Fun read. Delightfully different. Thank you.

AnonymousAnonymous2 months ago

A really fun read, though.....as an orchestral musician I think this takes a pretty large suspension of disbelief. You've seen orchestras right? First Chair cellist is on permanent display, and is so close to the conductor that they can touch. She can't just pop down like a gopher via any known technology and pop back up in a couple bars - not even cirqu du soleil can do that!

AnonymousAnonymous4 months ago

So, she has some kind of hormonal disorder that is so intense that it overpowers rational thought? Based on the statements above trying to conceive that night, does it happen when she’s ovulating?!?
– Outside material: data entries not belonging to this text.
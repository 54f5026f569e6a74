use crate::client_handler::agent_client::{AgentClient, AgentTimeouts};
use crate::managers::fleet::{FleetError, HypervisorCreator};
use crate::managers::hypervisor::{Hypervisor, HypervisorInfo};
use crate::managers::hypervisor_manager::HypervisorManager;
use crate::managers::store::{HypervisorRecord, Store};
use crate::tls::pki::TlsIdentity;
use std::sync::Arc;

pub struct HypervisorFabric {
    identity: Arc<TlsIdentity>,
    store: Arc<dyn Store + Send + Sync>,
    timeouts: AgentTimeouts,
}

impl HypervisorFabric {
    pub fn new(
        identity: Arc<TlsIdentity>,
        store: Arc<dyn Store + Send + Sync>,
        timeouts: AgentTimeouts,
    ) -> Self {
        HypervisorFabric {
            identity,
            store,
            timeouts,
        }
    }
}

impl HypervisorCreator for HypervisorFabric {
    fn create_hypervisor(
        &self,
        record: &HypervisorRecord,
    ) -> Result<Box<dyn Hypervisor + Send + Sync>, FleetError> {
        let invalid = |reason: String| FleetError::InvalidRecord {
            id: record.id,
            reason,
        };
        if record.hostname.trim().is_empty() {
            return Err(invalid(String::from("hostname is empty")));
        }
        let serial = record.agent_cert_serial.trim();
        if serial.is_empty() {
            return Err(invalid(String::from("agent certificate serial is empty")));
        }
        let tls = self
            .identity
            .client_config(serial)
            .map_err(|err| invalid(err.to_string()))?;
        let client = AgentClient::new(&record.agent_url, tls, self.timeouts)
            .map_err(|err| invalid(err.to_string()))?;
        Ok(Box::new(HypervisorManager::new(
            HypervisorInfo {
                id: record.id,
                hostname: record.hostname.clone(),
                site: record.site.clone(),
                agent_url: client.base_url().to_string(),
            },
            Arc::new(client),
            self.store.clone(),
        )))
    }
}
Still no excuse. If women are unable to control their behavior because of their biological imperatives, then the beliefs of certain groups in the Middle East are correct.

ZK

A_BierceA_Bierce4 months ago

Yegods and little fishes! I called the author Piper! I claim the infirmity of old age. Yet despite that handicap, I couldn't help but notice that Sir Sleepery actually used the archaic "whom". Could he be another old(e)?

AnonymousAnonymous8 months ago

Very amusing story. As a one-time orchestral player I had to suspend belief that she could play perfectly despite her focus being so disrupted but I succeeded.